Pagan longed to be part of that escort, to have time away from Lae and gain much-needed perspective on their relationship. But his duty was to remain at her side, painful though that continued to be. Each day he was confronted by her silence and indifference. Though he had told himself he must be patient as the Great Guardian had instructed, Pagan could not accustom himself to her grief. It kept him awake at night.
Barrion also slept little and craved visitors, but tonight conversation was the last thing Pagan wanted. He would rather head to the battlements hoping the fierce wind off the Everlasting Ocean would ease his troubled mind.
Pausing only to snatch a shirt from his wardrobe and pull it on, Pagan left his quarters, buttons unheeded. His breeches were creased, but it was the dead dark of night and there was no one about to take offence.

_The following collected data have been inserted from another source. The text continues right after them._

//! Flow stack assembly.
//!
//! The stack for frame `start` holds transitions `start..start + K` as
//! channels `dx0, dy0, dx1, dy1, ...`. Transitions past the end of the
//! sequence are filled with the neutral (zero motion) pixel so every stack has
//! exactly `2K` channels.

use aline_media::{LoadedFlows, NEUTRAL_FLOW_PIXEL};
use ndarray::{s, Array2, Array3, ArrayViewMut2};

/// Value subtracted from motion pixels after rescaling.
pub const MOTION_MEAN: f32 = 127.0;

/// Normalize a quantized flow pixel for the motion stream.
///
/// Pixels are read as `[0, 1]`, scaled back by 255, and centered on 127.
#[inline]
pub fn normalize_motion(pixel: u8) -> f32 {
    (pixel as f32 / 255.0) * 255.0 - MOTION_MEAN
}

/// Build the `[2K, H, W]` motion stack for frame `start`.
pub fn build_stack(flows: &LoadedFlows, start: usize, window: usize) -> Array3<f32> {
    let (h, w) = flows.shape();
    let mut stack = Array3::<f32>::zeros((2 * window, h, w));
    let placeholder = normalize_motion(NEUTRAL_FLOW_PIXEL);

    for offset in 0..window {
        let transition = start + offset;
        let (dx_channel, dy_channel) = (2 * offset, 2 * offset + 1);

        match flows.get(transition) {
            Some((dx, dy)) => {
                fill(stack.slice_mut(s![dx_channel, .., ..]), dx);
                fill(stack.slice_mut(s![dy_channel, .., ..]), dy);
            }
            None => {
                stack.slice_mut(s![dx_channel, .., ..]).fill(placeholder);
                stack.slice_mut(s![dy_channel, .., ..]).fill(placeholder);
            }
        }
    }

    stack
}

fn fill(mut channel: ArrayViewMut2<'_, f32>, pixels: &Array2<u8>) {
    channel.zip_mut_with(pixels, |out, &p| *out = normalize_motion(p));
}
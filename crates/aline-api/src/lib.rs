//! Axum HTTP API server.
//!
//! Accepts video and image uploads, runs them through the prediction
//! pipeline, and serves the uploaded media back to the client.

pub mod config;
pub mod error;
pub mod handlers;
pub mod metrics;
pub mod middleware;
pub mod routes;
pub mod state;

pub use config::ApiConfig;
pub use error::{ApiError, ApiResult};
pub use routes::create_router;
pub use state::AppState;
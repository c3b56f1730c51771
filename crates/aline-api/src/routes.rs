//! API routes.

use axum::extract::DefaultBodyLimit;
use axum::middleware;
use axum::routing::{get, post};
use axum::Router;
use metrics_exporter_prometheus::PrometheusHandle;
use tower_http::limit::RequestBodyLimitLayer;
use tower_http::services::ServeDir;
use tower_http::trace::TraceLayer;

use crate::handlers::{example, health, ready, upload_image, upload_video};
use crate::metrics::metrics_middleware;
use crate::middleware::{cors_layer, request_id, request_logging, security_headers};
use crate::state::AppState;

/// Create the API router.
pub fn create_router(state: AppState, metrics_handle: Option<PrometheusHandle>) -> Router {
    let api_routes = Router::new()
        .route("/upload_video", post(upload_video))
        .route("/upload_image", post(upload_image))
        .route("/example/:id", get(example));

    let health_routes = Router::new()
        .route("/health", get(health))
        .route("/ready", get(ready));

    // Metrics endpoint (if enabled)
    let metrics_routes = if let Some(handle) = metrics_handle {
        Router::new().route(
            "/metrics",
            get(move || {
                let handle = handle.clone();
                async move { handle.render() }
            }),
        )
    } else {
        Router::new()
    };

    // Uploaded media, with range request support
    let media = ServeDir::new(&state.config.upload_dir);

    Router::new()
        .nest("/api", api_routes)
        .nest_service("/videos", media)
        .merge(health_routes)
        .merge(metrics_routes)
        .layer(DefaultBodyLimit::max(state.config.max_body_size))
        .layer(RequestBodyLimitLayer::new(state.config.max_body_size))
        .layer(middleware::from_fn(metrics_middleware))
        .layer(middleware::from_fn(security_headers))
        .layer(middleware::from_fn(request_id))
        .layer(middleware::from_fn(request_logging))
        .layer(TraceLayer::new_for_http())
        .layer(cors_layer(&state.config.cors_origins))
        .with_state(state)
}
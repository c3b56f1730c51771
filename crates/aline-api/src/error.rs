//! API error types.

use axum::http::StatusCode;
use axum::response::{IntoResponse, Response};
use axum::Json;
use serde::Serialize;
use thiserror::Error;

use aline_worker::WorkerError;

pub type ApiResult<T> = Result<T, ApiError>;

#[derive(Debug, Error)]
pub enum ApiError {
    #[error("{0}")]
    BadRequest(String),

    #[error("Not found: {0}")]
    NotFound(String),

    #[error("Preprocessing failed: {0}")]
    Preprocessing(String),

    #[error("Inference failed: {0}")]
    Inference(String),

    #[error("Prediction timed out after {0}s")]
    Timeout(u64),

    #[error("Internal error: {0}")]
    Internal(String),
}

impl ApiError {
    pub fn bad_request(msg: impl Into<String>) -> Self {
        Self::BadRequest(msg.into())
    }

    pub fn not_found(msg: impl Into<String>) -> Self {
        Self::NotFound(msg.into())
    }

    pub fn internal(msg: impl Into<String>) -> Self {
        Self::Internal(msg.into())
    }

    /// The upload was missing, misnamed, or had a rejected extension.
    pub fn invalid_file() -> Self {
        Self::BadRequest("Invalid file".to_string())
    }

    pub fn status_code(&self) -> StatusCode {
        match self {
            ApiError::BadRequest(_) => StatusCode::BAD_REQUEST,
            ApiError::NotFound(_) => StatusCode::NOT_FOUND,
            ApiError::Preprocessing(_) => StatusCode::UNPROCESSABLE_ENTITY,
            ApiError::Inference(_) => StatusCode::BAD_GATEWAY,
            ApiError::Timeout(_) => StatusCode::GATEWAY_TIMEOUT,
            ApiError::Internal(_) => StatusCode::INTERNAL_SERVER_ERROR,
        }
    }

    /// Stable machine-readable error category.
    pub fn kind(&self) -> &'static str {
        match self {
            ApiError::BadRequest(_) => "invalid_input",
            ApiError::NotFound(_) => "not_found",
            ApiError::Preprocessing(_) => "preprocessing",
            ApiError::Inference(_) => "inference",
            ApiError::Timeout(_) => "timeout",
            ApiError::Internal(_) => "internal",
        }
    }
}

impl From<WorkerError> for ApiError {
    fn from(err: WorkerError) -> Self {
        match err {
            WorkerError::InvalidInput(msg) => ApiError::BadRequest(msg),
            WorkerError::Preprocessing(_) | WorkerError::Selection(_) => {
                ApiError::Preprocessing(err.to_string())
            }
            WorkerError::Inference(_) => ApiError::Inference(err.to_string()),
            WorkerError::Config(_) | WorkerError::Io(_) | WorkerError::Internal(_) => {
                ApiError::Internal(err.to_string())
            }
        }
    }
}

#[derive(Serialize)]
struct ErrorResponse {
    error: String,
    kind: &'static str,
}

impl IntoResponse for ApiError {
    fn into_response(self) -> Response {
        let status = self.status_code();

        // Don't expose internal error details in production
        let error = match &self {
            ApiError::Internal(_) => {
                if std::env::var("ENVIRONMENT").unwrap_or_default() == "production" {
                    "An internal error occurred".to_string()
                } else {
                    self.to_string()
                }
            }
            _ => self.to_string(),
        };

        let body = ErrorResponse {
            error,
            kind: self.kind(),
        };

        (status, Json(body)).into_response()
    }
}

#[cfg(test)]
mod tests {
    use super::*;
    use aline_media::MediaError;
    use aline_ml_client::MlError;

    #[test]
    fn test_worker_error_mapping() {
        let cases = [
            (WorkerError::invalid_input("too short"), StatusCode::BAD_REQUEST),
            (
                WorkerError::from(MediaError::NoFrames("frames".into())),
                StatusCode::UNPROCESSABLE_ENTITY,
            ),
            (WorkerError::from(MlError::QueueClosed), StatusCode::BAD_GATEWAY),
            (WorkerError::config_error("labels"), StatusCode::INTERNAL_SERVER_ERROR),
        ];
        for (err, status) in cases {
            assert_eq!(ApiError::from(err).status_code(), status);
        }
    }

    #[test]
    fn test_invalid_input_keeps_reason() {
        let err = ApiError::from(WorkerError::invalid_input("video too short"));
        assert_eq!(err.to_string(), "video too short");
        assert_eq!(err.kind(), "invalid_input");
    }

    #[test]
    fn test_timeout_status() {
        assert_eq!(ApiError::Timeout(30).status_code(), StatusCode::GATEWAY_TIMEOUT);
    }
}
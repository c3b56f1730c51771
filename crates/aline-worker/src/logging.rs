//! Structured request logging.
//!
//! Every pipeline log line carries the request id and the operation, so one
//! request can be followed across stages.

use tracing::{error, info, warn, Span};
use uuid::Uuid;

/// Pipeline entry point a request went through.
#[derive(Debug, Clone, Copy, PartialEq, Eq)]
pub enum Operation {
    PredictVideo,
    PredictImage,
}

impl Operation {
    pub fn as_str(&self) -> &'static str {
        match self {
            Operation::PredictVideo => "predict_video",
            Operation::PredictImage => "predict_image",
        }
    }
}

impl std::fmt::Display for Operation {
    fn fmt(&self, f: &mut std::fmt::Formatter<'_>) -> std::fmt::Result {
        f.write_str(self.as_str())
    }
}

/// Logger bound to one request and operation.
#[derive(Debug, Clone)]
pub struct RequestLogger {
    request_id: String,
    operation: Operation,
}

impl RequestLogger {
    pub fn new(request_id: &Uuid, operation: Operation) -> Self {
        Self {
            request_id: request_id.to_string(),
            operation,
        }
    }

    pub fn log_start(&self, message: &str) {
        info!(
            request_id = %self.request_id,
            operation = %self.operation,
            "Request started: {}", message
        );
    }

    /// Log completion of one pipeline stage.
    pub fn log_stage(&self, stage: &str, elapsed_ms: u64, message: &str) {
        info!(
            request_id = %self.request_id,
            operation = %self.operation,
            stage,
            elapsed_ms,
            "Stage done: {}", message
        );
    }

    pub fn log_warning(&self, message: &str) {
        warn!(
            request_id = %self.request_id,
            operation = %self.operation,
            "Request warning: {}", message
        );
    }

    pub fn log_error(&self, kind: &str, message: &str) {
        error!(
            request_id = %self.request_id,
            operation = %self.operation,
            kind,
            "Request failed: {}", message
        );
    }

    pub fn log_completion(&self, message: &str) {
        info!(
            request_id = %self.request_id,
            operation = %self.operation,
            "Request completed: {}", message
        );
    }

    pub fn request_id(&self) -> &str {
        &self.request_id
    }

    /// Span covering the whole request.
    pub fn create_span(&self) -> Span {
        tracing::info_span!(
            "request",
            request_id = %self.request_id,
            operation = %self.operation
        )
    }
}

#[cfg(test)]
mod tests {
    use super::*;

    #[test]
    fn test_request_logger_creation() {
        let id = Uuid::new_v4();
        let logger = RequestLogger::new(&id, Operation::PredictVideo);

        assert_eq!(logger.request_id(), id.to_string());
    }

    #[test]
    fn test_operation_names() {
        assert_eq!(Operation::PredictVideo.to_string(), "predict_video");
        assert_eq!(Operation::PredictImage.as_str(), "predict_image");
    }
}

‘My Lord Guardian,’ the hall guard said softly. Pagan nodded as he strode past, continuing through newly cleaned reception rooms that smelt of lorthen oil and delicate sea blossoms, and following the sound of the ocean’s rhythmic call to the east battlement where the sharp tang of brine burnt the sweeter scents from his mind. It was a surprisingly still night and Pagan took comfort from that. The lulling sound of the ocean slowed his breaths and calmed his mind.
He rested his hands on the stone parapet and listened to that undulating roar, breathing deeply, wishing his frustration with Lae could be blown from his heart. He loved her, and love should be patient. Yet each day that passed was one less they could share together. Her time of mourning had long since ended and still she turned him away.
‘Oh, do not marry grief,’ he whispered to himself, reciting the lines of a tragedy he had once read, ‘for grief is the bitter husband who will hoard your tears until you are withered and old.’
Yet would Lae live to grow old? Would any of them? The earth shakes of recent weeks had terrified the people of Be’uccdha, yet Lae had assured them that the sky-mirror would protect their castle, and it had. Instead of falling away from the cliff into the ocean as the land around them had, Castle Be’uccdha was as solidly wedded to its foundations as it had been a thousand years ago when it had first been built.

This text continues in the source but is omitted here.